Records supplied
•••••

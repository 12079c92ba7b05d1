//! Protocol Messages
//!
//! Binary messages sent from the server to subscribers.
//!
//! # Wire format
//!
//! ```text
//! +--------+---------+---------------------------------------------+
//! | "DCST" | version |  bincode(Message { timestamp, payload })    |
//! | 4 bytes| 1 byte  |                                             |
//! +--------+---------+---------------------------------------------+
//! ```
//!
//! The payload enum carries its own variant tag and every byte buffer or
//! string is length-prefixed, so a decoder never needs out-of-band schema
//! information beyond the version byte.

use chrono::Utc;
use serde::{Deserialize, Serialize};
use std::borrow::Cow;

use super::error::{ProtocolError, ProtocolResult};
use crate::device::StreamKind;

/// Leading bytes of every encoded message
pub const MAGIC: [u8; 4] = *b"DCST";

/// Current wire format version
pub const PROTOCOL_VERSION: u8 = 1;

const HEADER_LEN: usize = MAGIC.len() + 1;

/// Discriminant of a message's payload
#[derive(Debug, Clone, Copy, PartialEq, Eq)]
pub enum MessageType {
    DeviceData,
    Error,
}

/// Message body
#[derive(Debug, Clone, PartialEq, Eq, Serialize, Deserialize)]
pub enum Payload<'a> {
    /// One RGBA8888 frame, row-major, `width * height * 4` bytes
    DeviceData {
        kind: StreamKind,
        #[serde(
            serialize_with = "serde_bytes::serialize",
            deserialize_with = "owned_bytes"
        )]
        bytes: Cow<'a, [u8]>,
    },
    /// Human-readable failure sent to a single connection
    Error { text: Cow<'a, str> },
}

/// Deserialize frame bytes into an owned buffer so decoded messages do not
/// borrow from the input
fn owned_bytes<'de, D>(deserializer: D) -> Result<Cow<'static, [u8]>, D::Error>
where
    D: serde::Deserializer<'de>,
{
    let buf = serde_bytes::ByteBuf::deserialize(deserializer)?;
    Ok(Cow::Owned(buf.into_vec()))
}

/// A timestamped protocol message
#[derive(Debug, Clone, PartialEq, Eq, Serialize, Deserialize)]
pub struct Message<'a> {
    /// Milliseconds since the Unix epoch
    pub timestamp: u64,
    pub payload: Payload<'a>,
}

impl<'a> Message<'a> {
    /// Create a message stamped with the current time
    pub fn new(payload: Payload<'a>) -> Self {
        Self {
            timestamp: now_millis(),
            payload,
        }
    }

    /// Frame data message; borrows the frame when given a slice
    pub fn device_data(kind: StreamKind, bytes: impl Into<Cow<'a, [u8]>>) -> Self {
        Self::new(Payload::DeviceData {
            kind,
            bytes: bytes.into(),
        })
    }

    /// Error message
    pub fn error(text: impl Into<Cow<'a, str>>) -> Self {
        Self::new(Payload::Error { text: text.into() })
    }

    /// Replace the timestamp
    pub fn with_timestamp(mut self, timestamp: u64) -> Self {
        self.timestamp = timestamp;
        self
    }

    pub fn message_type(&self) -> MessageType {
        match self.payload {
            Payload::DeviceData { .. } => MessageType::DeviceData,
            Payload::Error { .. } => MessageType::Error,
        }
    }

    /// Encode into a fresh buffer
    pub fn encode(&self) -> ProtocolResult<Vec<u8>> {
        let mut buf = Vec::new();
        self.encode_into(&mut buf)?;
        Ok(buf)
    }

    /// Encode into `buf`, replacing its contents and keeping its capacity
    pub fn encode_into(&self, buf: &mut Vec<u8>) -> ProtocolResult<()> {
        buf.clear();
        buf.extend_from_slice(&MAGIC);
        buf.push(PROTOCOL_VERSION);
        bincode::serialize_into(&mut *buf, self)?;
        Ok(())
    }

    /// Decode a buffer produced by [`Message::encode`]
    pub fn decode(buf: &[u8]) -> ProtocolResult<Message<'static>> {
        if buf.len() < HEADER_LEN {
            return Err(ProtocolError::Truncated(buf.len()));
        }
        if buf[..MAGIC.len()] != MAGIC {
            return Err(ProtocolError::BadMagic);
        }

        let version = buf[MAGIC.len()];
        if version != PROTOCOL_VERSION {
            return Err(ProtocolError::UnsupportedVersion(version));
        }

        Ok(bincode::deserialize(&buf[HEADER_LEN..])?)
    }
}

/// Current wall-clock time in milliseconds since the Unix epoch
pub fn now_millis() -> u64 {
    Utc::now().timestamp_millis().max(0) as u64
}
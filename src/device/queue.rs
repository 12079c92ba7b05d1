//! Frame Queue
//!
//! Hand-off between a capture callback and a publish worker.
//!
//! Push never waits on the consumer and the queue is unbounded: a consumer
//! that falls behind accumulates frames rather than throttling the device.
//! Pop waits at most `timeout` so the consumer loop can observe shutdown
//! between frames.

use crossbeam_channel::{unbounded, Receiver, Sender};
use std::time::Duration;

/// FIFO of whole frames
///
/// The queue holds both ends of its channel, so it never disconnects while
/// it exists.
pub struct FrameQueue<T> {
    sender: Sender<Vec<T>>,
    receiver: Receiver<Vec<T>>,
}

impl<T> FrameQueue<T> {
    /// Create an empty queue
    pub fn new() -> Self {
        let (sender, receiver) = unbounded();
        Self { sender, receiver }
    }

    /// Append a frame and wake one waiting consumer
    pub fn push(&self, frame: Vec<T>) {
        // Cannot fail: `self.receiver` keeps the channel connected
        let _ = self.sender.send(frame);
    }

    /// Take the oldest frame, waiting up to `timeout` for one to arrive.
    ///
    /// Returns `None` if the queue is still empty when the timeout elapses.
    pub fn pop(&self, timeout: Duration) -> Option<Vec<T>> {
        self.receiver.recv_timeout(timeout).ok()
    }

    /// Number of frames waiting
    pub fn len(&self) -> usize {
        self.receiver.len()
    }

    pub fn is_empty(&self) -> bool {
        self.receiver.is_empty()
    }
}

impl<T> Default for FrameQueue<T> {
    fn default() -> Self {
        Self::new()
    }
}

#[cfg(test)]
mod tests {
    use super::*;
    use std::sync::Arc;
    use std::thread;
    use std::time::Instant;

    #[test]
    fn test_pop_returns_frames_in_push_order() {
        let queue = FrameQueue::new();
        for i in 0..5u16 {
            queue.push(vec![i; 4]);
        }
        assert_eq!(queue.len(), 5);

        for i in 0..5u16 {
            let frame = queue.pop(Duration::from_secs(1)).unwrap();
            assert_eq!(frame, vec![i; 4]);
        }
        assert!(queue.is_empty());
    }

    #[test]
    fn test_pop_on_empty_queue_times_out() {
        let queue: FrameQueue<u8> = FrameQueue::new();
        let timeout = Duration::from_millis(50);

        let start = Instant::now();
        let frame = queue.pop(timeout);
        let elapsed = start.elapsed();

        assert!(frame.is_none());
        assert!(elapsed >= timeout, "returned early after {:?}", elapsed);
        assert!(elapsed < timeout * 2, "overslept: {:?}", elapsed);
    }

    #[test]
    fn test_pop_wakes_on_push_from_another_thread() {
        let queue = Arc::new(FrameQueue::new());
        let producer = Arc::clone(&queue);

        let handle = thread::spawn(move || {
            thread::sleep(Duration::from_millis(20));
            producer.push(vec![7u8, 8, 9]);
        });

        let start = Instant::now();
        let frame = queue.pop(Duration::from_secs(5));
        assert_eq!(frame, Some(vec![7, 8, 9]));
        assert!(start.elapsed() < Duration::from_secs(5));

        handle.join().unwrap();
    }

    #[test]
    fn test_frames_are_not_torn_across_threads() {
        let queue = Arc::new(FrameQueue::new());
        let producer = Arc::clone(&queue);

        let handle = thread::spawn(move || {
            for i in 0..200u16 {
                producer.push(vec![i; 64]);
            }
        });

        let mut received = 0u16;
        while received < 200 {
            if let Some(frame) = queue.pop(Duration::from_millis(500)) {
                assert!(frame.iter().all(|&s| s == received));
                received += 1;
            }
        }

        handle.join().unwrap();
    }
}
//! Health Route
//!
//! - GET /health - Server state, connection and subscriber counts

use axum::{extract::State, Json};
use serde::{Deserialize, Serialize};
use std::collections::BTreeMap;
use std::sync::Arc;

use super::{BroadcastServer, ServerState};

/// Health check response
#[derive(Debug, Serialize, Deserialize)]
pub struct HealthResponse {
    pub status: String,
    pub state: String,
    pub connections: usize,
    /// Subscriber count per topic
    pub topics: BTreeMap<String, usize>,
    pub uptime_seconds: u64,
    pub version: String,
}

/// GET /health
pub async fn health(State(server): State<Arc<BroadcastServer>>) -> Json<HealthResponse> {
    let state = server.state();
    let status = match state {
        ServerState::Listening => "healthy",
        ServerState::Created => "starting",
        ServerState::ShuttingDown | ServerState::Stopped => "stopping",
    };

    let topics = server
        .topics()
        .into_iter()
        .filter_map(|topic| {
            server
                .channel(topic)
                .map(|channel| (topic.to_string(), channel.subscriber_count()))
        })
        .collect();

    Json(HealthResponse {
        status: status.to_string(),
        state: state.to_string(),
        connections: server.connection_count(),
        topics,
        uptime_seconds: server.uptime_seconds(),
        version: env!("CARGO_PKG_VERSION").to_string(),
    })
}

#[cfg(test)]
mod tests {
    use super::*;
    use crate::config::ServerConfig;
    use crate::device::{SyntheticConfig, SyntheticDevice};
    use axum::{
        body::Body,
        http::{Request, StatusCode},
    };
    use tower::util::ServiceExt;

    #[tokio::test]
    async fn test_health() {
        let device = SyntheticDevice::new(SyntheticConfig::default()).unwrap();
        let server = Arc::new(BroadcastServer::new(ServerConfig::default(), Arc::new(device)));

        let response = server
            .router()
            .oneshot(Request::builder().uri("/health").body(Body::empty()).unwrap())
            .await
            .unwrap();

        assert_eq!(response.status(), StatusCode::OK);

        let body = axum::body::to_bytes(response.into_body(), usize::MAX).await.unwrap();
        let health: HealthResponse = serde_json::from_slice(&body).unwrap();

        assert_eq!(health.status, "starting");
        assert_eq!(health.state, "created");
        assert_eq!(health.connections, 0);
        assert_eq!(health.topics.get("video"), Some(&0));
        assert_eq!(health.topics.get("depth"), Some(&0));
        assert_eq!(health.version, env!("CARGO_PKG_VERSION"));
    }
}
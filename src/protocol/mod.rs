//! Client/Server Protocol
//!
//! - **command**: Text commands clients send to manage subscriptions
//! - **message**: Binary messages the server sends to clients
//! - **error**: Encoding and decoding failures
//!
//! ## Example
//!
//! ```javascript
//! // Browser
//! const ws = new WebSocket('ws://localhost:9002/');
//! ws.binaryType = 'arraybuffer';
//!
//! ws.onopen = () => ws.send('SUBSCRIBE depth');
//! ws.onmessage = (event) => decodeMessage(new Uint8Array(event.data));
//! ```

pub mod command;
pub mod error;
pub mod message;

pub use command::{Action, Command};
pub use error::{ProtocolError, ProtocolResult};
pub use message::{now_millis, Message, MessageType, Payload, MAGIC, PROTOCOL_VERSION};
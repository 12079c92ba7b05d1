//! WebSocket Handler
//!
//! Handles WebSocket upgrade requests and manages the connection lifecycle.

use axum::{
    extract::{
        ws::{close_code, CloseFrame, Message, WebSocket, WebSocketUpgrade},
        State,
    },
    response::Response,
};
use futures_util::{SinkExt, StreamExt};
use std::sync::Arc;
use tokio::sync::mpsc;

use super::hub::{ConnectionId, Outbound};
use crate::protocol;
use crate::server::{BroadcastServer, INVALID_COMMAND};

/// WebSocket upgrade handler
///
/// This is the entry point for WebSocket connections.
/// It upgrades the HTTP connection to WebSocket and starts message handling.
pub async fn websocket_handler(
    ws: WebSocketUpgrade,
    State(server): State<Arc<BroadcastServer>>,
) -> Response {
    ws.on_upgrade(move |socket| handle_socket(socket, server))
}

/// Handle an established WebSocket connection
async fn handle_socket(socket: WebSocket, server: Arc<BroadcastServer>) {
    let (mut sender, mut receiver) = socket.split();

    // Create channel for sending messages to this connection
    let (tx, mut rx) = mpsc::unbounded_channel::<Outbound>();

    let connection_id = match server.on_connection_opened(tx) {
        Ok(id) => id,
        Err(e) => {
            tracing::warn!(error = %e, "Refusing WebSocket connection");
            if let Ok(encoded) = protocol::Message::error(e.to_string()).encode() {
                let _ = sender.send(Message::Binary(encoded)).await;
            }
            let _ = sender
                .send(close_message(&server.config().close_reason))
                .await;
            return;
        }
    };

    // Task to forward queued messages to the WebSocket
    let mut send_task = tokio::spawn(async move {
        while let Some(item) = rx.recv().await {
            match item {
                Outbound::Binary(data) => {
                    if sender.send(Message::Binary(data)).await.is_err() {
                        tracing::debug!(
                            connection_id = %connection_id,
                            "WebSocket send failed, closing connection"
                        );
                        break;
                    }
                }
                Outbound::Close { reason } => {
                    let _ = sender.send(close_message(&reason)).await;
                    break;
                }
            }
        }
    });

    let server_for_recv = Arc::clone(&server);

    // Task to receive commands from the WebSocket
    let mut recv_task = tokio::spawn(async move {
        while let Some(result) = receiver.next().await {
            match result {
                Ok(msg) => {
                    if !handle_ws_message(&server_for_recv, connection_id, msg) {
                        break;
                    }
                }
                Err(e) => {
                    tracing::debug!(
                        connection_id = %connection_id,
                        error = %e,
                        "WebSocket receive error"
                    );
                    break;
                }
            }
        }
    });

    // Wait for either task to complete
    tokio::select! {
        _ = &mut send_task => {
            recv_task.abort();
        }
        _ = &mut recv_task => {
            send_task.abort();
        }
    }

    server.on_connection_closed(connection_id);
}

fn close_message(reason: &str) -> Message {
    Message::Close(Some(CloseFrame {
        code: close_code::AWAY,
        reason: reason.to_string().into(),
    }))
}

/// Handle a received WebSocket message
///
/// Returns false if the connection should be closed.
fn handle_ws_message(
    server: &BroadcastServer,
    connection_id: ConnectionId,
    message: Message,
) -> bool {
    match message {
        Message::Text(text) => {
            server.on_message(connection_id, &text);
            true
        }
        Message::Binary(data) => {
            match std::str::from_utf8(&data) {
                Ok(text) => server.on_message(connection_id, text),
                Err(_) => server.send_error(connection_id, INVALID_COMMAND),
            }
            true
        }
        Message::Ping(_) => {
            // Axum handles ping/pong automatically
            true
        }
        Message::Pong(_) => true,
        Message::Close(_) => {
            tracing::debug!(connection_id = %connection_id, "Client requested close");
            false
        }
    }
}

•••••

Directions for this task
Show, from the records above, every line that includes "waits".

Written solution
//! Push never waits on the consumer and the queue is unbounded: a consumer
//! Pop waits at most `timeout` so the consumer loop can observe shutdown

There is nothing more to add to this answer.